Using that concept, the team of
researchers created a type of flow battery, where electrolytes are continuously
pumped through electrodes and travel through a reaction cell to create charge
or discharge. The battery consists of a liquid anode (anolyte) of polysulfide
that contains lithium or sodium ions, and a liquid cathode (catholyte) that
consists of an oxygenated dissolved salt, separated by a membrane.
Upon discharging, the anolyte
releases electrons into an external circuit and the lithium or sodium ions
travel to the cathode. At the same time, to maintain electroneutrality, the
catholyte draws in oxygen, creating negatively charged hydroxide ions. When
charging, the process is simply reversed. Oxygen is expelled from the
catholyte, increasing hydrogen ions, which donate electrons back to the anolyte
through the external circuit.
“What this does is create a charge
balance by taking oxygen in and out of the system,” Chiang says.
Because the battery uses
ultra-low-cost materials, its chemical cost is one of the lowest — if not the
lowest — of any rechargeable battery to enable cost-effective long-duration
discharge. Its energy density is slightly lower than today’s lithium-ion batteries.
“It’s a creative and interesting
new concept that could potentially be an ultra-low-cost solution for grid
storage,” says Venkat Viswanathan, an assistant professor of mechanical
engineering at Carnegie
Mellon University
who studies energy-storage systems.
Lithium-sulfur and lithium-air
batteries — where sulfur or oxygen are used in the cathode — exist today. But
the key innovation of the MIT research, Viswanathan says, is combining the two
concepts to create a lower-cost battery with comparable efficiency and energy
density. The design could inspire new work in the field, he adds: “It’s
something that immediately captures your imagination.”
Making renewables more
reliable
The prototype is currently about
the size of a coffee cup. But flow batteries are highly scalable, Chiang says,
and cells can be combined into larger systems.

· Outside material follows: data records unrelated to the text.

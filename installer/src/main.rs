//! modsync CLI entrypoint.
//!
//! `modsync save` records the modules found under a directory in a profile
//! file; `modsync load` reinstalls every module listed in a profile.

use clap::Parser;
use clap::error::ErrorKind;
use log::LevelFilter;
use modsync_installer::cli::{Cli, Command};
use modsync_installer::config::InstallerConfig;
use modsync_installer::error::Result;
use modsync_installer::load::run_load;
use modsync_installer::output::write_stderr_line;
use modsync_installer::save::run_save;
use std::io::Write;

fn main() {
    let cli = match Cli::try_parse() {
        Ok(cli) => cli,
        Err(err) => {
            let printed = err.print().is_ok();
            std::process::exit(exit_code_for_parse_error(err.kind(), printed));
        }
    };

    init_logging(cli.verbosity);
    let mut stderr = std::io::stderr();
    let run_result = run(&cli, &mut stderr);
    let exit_code = exit_code_for_run_result(run_result, &mut stderr);
    if exit_code != 0 {
        std::process::exit(exit_code);
    }
}

/// Help and version requests succeed only if their text reached the terminal.
fn exit_code_for_parse_error(kind: ErrorKind, printed: bool) -> i32 {
    let informational = matches!(kind, ErrorKind::DisplayHelp | ErrorKind::DisplayVersion);
    if informational && printed { 0 } else { 1 }
}

fn run(cli: &Cli, stderr: &mut dyn Write) -> Result<()> {
    let config = InstallerConfig::load(cli.config.as_deref())?;

    match &cli.command {
        Command::Save(args) => {
            run_save(args, &config, cli.quiet, stderr)?;
        }
        Command::Load(args) => {
            run_load(args, &config, cli.quiet, stderr)?;
        }
    }
    Ok(())
}

/// `RUST_LOG`, when set, overrides the level chosen by `-v`.
fn init_logging(verbosity: u8) {
    env_logger::Builder::new()
        .filter_level(level_for_verbosity(verbosity))
        .parse_default_env()
        .format_timestamp(None)
        .init();
}

fn level_for_verbosity(verbosity: u8) -> LevelFilter {
    match verbosity {
        0 => LevelFilter::Warn,
        1 => LevelFilter::Info,
        2 => LevelFilter::Debug,
        _ => LevelFilter::Trace,
    }
}

fn exit_code_for_run_result(result: Result<()>, stderr: &mut dyn Write) -> i32 {
    match result {
        Ok(()) => 0,
        Err(err) => {
            write_stderr_line(
                stderr,
                format!(
                    "error: {}",
                    modsync_installer::error::display_chain(&err)
                ),
            );
            1
        }
    }
}
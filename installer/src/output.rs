//! Output formatting for the modsync CLI.
//!
//! User-facing progress and summaries go to stderr through these helpers so
//! the library stays testable against an in-memory writer.

use std::fmt::Display;
use std::io::Write;

/// Write a line to stderr, ignoring write failures.
///
/// # Examples
///
/// ```
/// use modsync_installer::output::write_stderr_line;
///
/// let mut buffer = Vec::new();
/// write_stderr_line(&mut buffer, "hello");
/// assert_eq!(buffer, b"hello\n");
/// ```
pub fn write_stderr_line(stderr: &mut dyn Write, message: impl Display) {
    if writeln!(stderr, "{message}").is_err() {
        // Best-effort; nowhere left to report to.
    }
}

/// Progress line printed before a record is processed.
#[must_use]
pub fn progress_line(index: usize, total: usize, display_name: &str) -> String {
    format!("[{index}/{total}] Installing {display_name}...")
}

/// Format the summary printed after a save run.
///
/// # Examples
///
/// ```
/// use camino::Utf8Path;
/// use modsync_installer::output::save_summary;
///
/// let line = save_summary(1, 0, Utf8Path::new("modules_profile.txt"));
/// assert_eq!(line, "Saved 1 module to modules_profile.txt");
/// ```
#[must_use]
pub fn save_summary(saved: usize, skipped: usize, output: &camino::Utf8Path) -> String {
    let noun = if saved == 1 { "module" } else { "modules" };
    if skipped == 0 {
        format!("Saved {saved} {noun} to {output}")
    } else {
        format!("Saved {saved} {noun} to {output} ({skipped} skipped)")
    }
}
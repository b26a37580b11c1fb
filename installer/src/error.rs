//! Error types for the modsync installer.
//!
//! Two layers of failure exist. [`InstallerError`] is run-scoped and fatal:
//! it stops the process before any module is touched (bad arguments, an
//! unusable install root, an unreadable profile). [`RecordError`] is
//! record-scoped and never fatal: the pipeline reports it against one
//! profile entry and moves on to the next.

use camino::Utf8PathBuf;
use thiserror::Error;

use crate::artefact::download::DownloadError;
use crate::artefact::extraction::ExtractionError;
use crate::artefact::normalise::NormaliseError;
use crate::config::ConfigError;
use crate::identifier::ModuleIdentifier;
use crate::manifest::ManifestParseError;

/// Errors that abort a run before or outside per-record processing.
#[derive(Debug, Error)]
pub enum InstallerError {
    /// The installation root cannot be used.
    #[error("install root {path} is not usable: {reason}")]
    InstallRootUnavailable {
        /// Path to the installation root.
        path: Utf8PathBuf,
        /// Description of the problem.
        reason: String,
    },

    /// The profile file could not be read.
    #[error("failed to read profile {path}")]
    ProfileRead {
        /// Path to the profile file.
        path: Utf8PathBuf,
        /// The underlying I/O error.
        #[source]
        source: std::io::Error,
    },

    /// The profile file could not be written.
    #[error("failed to write profile {path}")]
    ProfileWrite {
        /// Path to the profile file.
        path: Utf8PathBuf,
        /// The underlying I/O error.
        #[source]
        source: std::io::Error,
    },

    /// The discovery root does not exist or is not a directory.
    #[error("scan root {path} is not a directory")]
    ScanRootMissing {
        /// Path that was requested as the scan root.
        path: Utf8PathBuf,
    },

    /// A path could not be represented as UTF-8.
    #[error("path is not valid UTF-8: {path}")]
    NonUtf8Path {
        /// Lossy rendering of the offending path.
        path: String,
    },

    /// Configuration could not be loaded.
    #[error(transparent)]
    Config(#[from] ConfigError),

    /// An I/O operation failed.
    #[error("I/O error: {0}")]
    Io(#[from] std::io::Error),
}

/// Result type alias using [`InstallerError`].
pub type Result<T> = std::result::Result<T, InstallerError>;

/// Why a single profile record could not be installed.
#[derive(Debug, Error)]
pub enum RecordError {
    /// The remote manifest could not be fetched, or came back empty.
    #[error("could not fetch manifest {url}: {reason}")]
    ManifestFetch {
        /// The manifest URL.
        url: String,
        /// Description of the failure.
        reason: String,
    },

    /// The remote manifest is not valid or carries no identifier.
    #[error("could not parse manifest {url}")]
    ManifestParse {
        /// The manifest URL.
        url: String,
        /// The parse failure.
        #[source]
        source: ManifestParseError,
    },

    /// The manifest identifier has no characters usable in a directory name.
    #[error("identifier {raw:?} contains no characters from [A-Za-z0-9_-]")]
    IdentifierInvalid {
        /// The identifier as found in the manifest.
        raw: String,
    },

    /// The manifest has no usable download location.
    #[error("manifest for {identifier} has no download URL")]
    DownloadUrlMissing {
        /// The sanitised module identifier.
        identifier: ModuleIdentifier,
    },

    /// The artefact could not be downloaded.
    #[error("could not download artefact {url}")]
    ArtefactDownload {
        /// The artefact URL.
        url: String,
        /// The download failure.
        #[source]
        source: DownloadError,
    },

    /// The artefact could not be unpacked.
    #[error("could not extract {path}")]
    Extraction {
        /// Path to the artefact on disk.
        path: Utf8PathBuf,
        /// The extraction failure.
        #[source]
        source: ExtractionError,
    },

    /// A wrapper directory was found but lifting it did not finish cleanly.
    #[error("could not adjust layout of {path}: {reason}")]
    StructureAdjustment {
        /// The module directory.
        path: Utf8PathBuf,
        /// Description of the failure.
        reason: String,
        /// Holding directory left behind with moved content, if any.
        holding: Option<Utf8PathBuf>,
    },

    /// The unpacked layout has no manifest at its root and is not a single
    /// wrapper directory; nothing was changed.
    #[error(
        "manifest not at the root of {path} and layout is ambiguous (entries: {})",
        entries.join(", ")
    )]
    StructureAmbiguous {
        /// The module directory.
        path: Utf8PathBuf,
        /// Names of the directory's direct entries.
        entries: Vec<String>,
    },
}

impl RecordError {
    /// Short, stable name of the failure class for summaries and logs.
    #[must_use]
    pub fn kind(&self) -> &'static str {
        match self {
            Self::ManifestFetch { .. } => "manifest fetch",
            Self::ManifestParse { .. } => "manifest parse",
            Self::IdentifierInvalid { .. } => "invalid identifier",
            Self::DownloadUrlMissing { .. } => "missing download URL",
            Self::ArtefactDownload { .. } => "artefact download",
            Self::Extraction { .. } => "extraction",
            Self::StructureAdjustment { .. } => "structure adjustment",
            Self::StructureAmbiguous { .. } => "ambiguous structure",
        }
    }

    /// A hint for manual follow-up, when one applies.
    #[must_use]
    pub fn recovery_hint(&self) -> Option<String> {
        match self {
            Self::Extraction { path, .. } => Some(format!(
                "delete {path} to force a fresh download on the next run"
            )),
            Self::StructureAdjustment {
                holding: Some(holding),
                ..
            } => Some(format!("moved files remain in {holding}")),
            Self::StructureAmbiguous { path, .. } => Some(format!(
                "move the module's files so the manifest sits directly in {path}"
            )),
            _ => None,
        }
    }
}

impl From<NormaliseError> for RecordError {
    fn from(err: NormaliseError) -> Self {
        match err {
            NormaliseError::Ambiguous { path, entries } => Self::StructureAmbiguous { path, entries },
            NormaliseError::Adjustment {
                path,
                reason,
                holding,
            } => Self::StructureAdjustment {
                path,
                reason,
                holding,
            },
        }
    }
}

/// Render an error and its chain of sources on one line.
///
/// # Examples
///
/// ```
/// use modsync_installer::error::display_chain;
///
/// let err = std::io::Error::other("disk full");
/// assert_eq!(display_chain(&err), "disk full");
/// ```
#[must_use]
pub fn display_chain(err: &dyn std::error::Error) -> String {
    let mut message = err.to_string();
    let mut source = err.source();
    while let Some(cause) = source {
        message.push_str(": ");
        message.push_str(&cause.to_string());
        source = cause.source();
    }
    message
}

As the battery can discharge over
months, the best use may be for storing electricity from notoriously
unpredictable wind and solar power sources. “The intermittency for solar is daily,
but for wind it’s longer-scale intermittency and not so predictable. When it’s
not so predictable you need more reserve — the capability to discharge a
battery over a longer period of time — because you don’t know when the wind is
going to come back next,” Chiang says. Seasonal storage is important too, he
adds, especially with increasing distance north of the equator, where the
amount of sunlight varies more widely from summer to winter.
Chiang says this could be the first
technology to compete, in cost and energy density, with pumped hydroelectric
storage systems, which provide most of the energy storage for renewables around
the world but are very restricted by location.
“The energy density of a flow
battery like this is more than 500 times higher than pumped hydroelectric
storage. It’s also so much more compact, so that you can imagine putting it
anywhere you have renewable generation,” Chiang says.